You can feel free to read through my other thread and give input on what I should do, but in a nutshell I am getting a 55 gal tank tomorrow that already has 12 flametail peacocks in it and I am going to have find a new home for my auratus'.

Apparently, this is the only fish that MAY be able to live in the tank with them...He is actually my favorite fish in the tank, so I'd really like to be able to keep him. He's also the least aggressive in the tank, but that may be due to maturity.

I've had him for about 6 months if that helps.


----------



## kriskm (Dec 1, 2009)

Looks like a Pseudotropheus socolofi: http://www.cichlid-forum.com/profiles/s ... php?id=919

I don't know how compatible it would be with the flame tails, but it's true that it isn't the most aggressive mbuna out there.


----------



## benny71 (Sep 30, 2010)

kriskm said:


> Looks like a Pseudotropheus socolofi: http://www.cichlid-forum.com/profiles/s ... php?id=919
> 
> I don't know how compatible it would be with the flame tails, but it's true that it isn't the most aggressive mbuna out there.

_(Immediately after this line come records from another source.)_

//! Connection handles and in-flight request tracking.
//!
//! # Responsibilities
//! - Generate opaque handles that tie a stream to its HTTP connection
//! - Count in-flight gateway requests for graceful shutdown

use std::sync::atomic::{AtomicU64, Ordering};
use std::sync::Arc;
use std::time::Duration;

/// Relaxed ordering is enough: only uniqueness matters.
static CONNECTION_HANDLE_COUNTER: AtomicU64 = AtomicU64::new(1);

/// Opaque handle of an HTTP connection, as seen by the streaming layer.
#[derive(Debug, Clone, Copy, PartialEq, Eq, Hash)]
pub struct ConnectionHandle(u64);

impl ConnectionHandle {
    /// Generate a new unique handle.
    pub fn next() -> Self {
        Self(CONNECTION_HANDLE_COUNTER.fetch_add(1, Ordering::Relaxed))
    }

    pub fn as_u64(&self) -> u64 {
        self.0
    }
}

impl std::fmt::Display for ConnectionHandle {
    fn fmt(&self, f: &mut std::fmt::Formatter<'_>) -> std::fmt::Result {
        write!(f, "conn-{}", self.0)
    }
}

/// Counts requests currently inside the gateway.
#[derive(Debug, Clone, Default)]
pub struct InFlightTracker {
    active: Arc<AtomicU64>,
}

impl InFlightTracker {
    pub fn new() -> Self {
        Self::default()
    }

    /// Record a request. The guard decrements the count on drop.
    pub fn track(&self) -> InFlightGuard {
        self.active.fetch_add(1, Ordering::SeqCst);
        InFlightGuard {
            active: Arc::clone(&self.active),
        }
    }

    pub fn active_count(&self) -> u64 {
        self.active.load(Ordering::SeqCst)
    }

    /// Wait until no request is in flight, or `deadline` passes.
    /// Returns true if the gateway drained.
    pub async fn wait_idle(&self, deadline: Duration) -> bool {
        let poll = async {
            while self.active.load(Ordering::SeqCst) > 0 {
                tokio::time::sleep(Duration::from_millis(50)).await;
            }
        };
        tokio::time::timeout(deadline, poll).await.is_ok()
    }
}

#[derive(Debug)]
pub struct InFlightGuard {
    active: Arc<AtomicU64>,
}

impl Drop for InFlightGuard {
    fn drop(&mut self) {
        self.active.fetch_sub(1, Ordering::SeqCst);
    }
}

Yep, that definitely looks like it could be a match.

I'll do some more research to find out, but if I can't find anything definite, I'll just put him in there and see how he does.

Thanks.


----------



## ws812 (Apr 17, 2009)

We had one in with our german red and he kept the peacock in constant hinding. The german red was around 4 1/2 in. and the socolofi was around 3 in. When we finally wised up and changed our tank to all male peacock the german red instantly became healthier and more active. Fish are just like anything though. There are exceptions to everything.


----------



## zazz (Apr 5, 2008)

yeah ..this guy is generally ok but he does have his moments where he goes all fiesty for a day or two.


----------



## benny71 (Sep 30, 2010)

So is that a yay or a nay?

He would be living with 12, 1-1/2 inch flametail peacocks.

Should I toss him in there and watch or would it just be best to not even try?


----------



## zazz (Apr 5, 2008)

i would toss him in and monitor closely ... i would feel that he would only be outright aggressive with his own kind or mbuna but in a small tank such as yours he might start on the peackocks but there are 12 of them so any aggresion would be spread... and if he was to start you could always yank him out before it got too crazy.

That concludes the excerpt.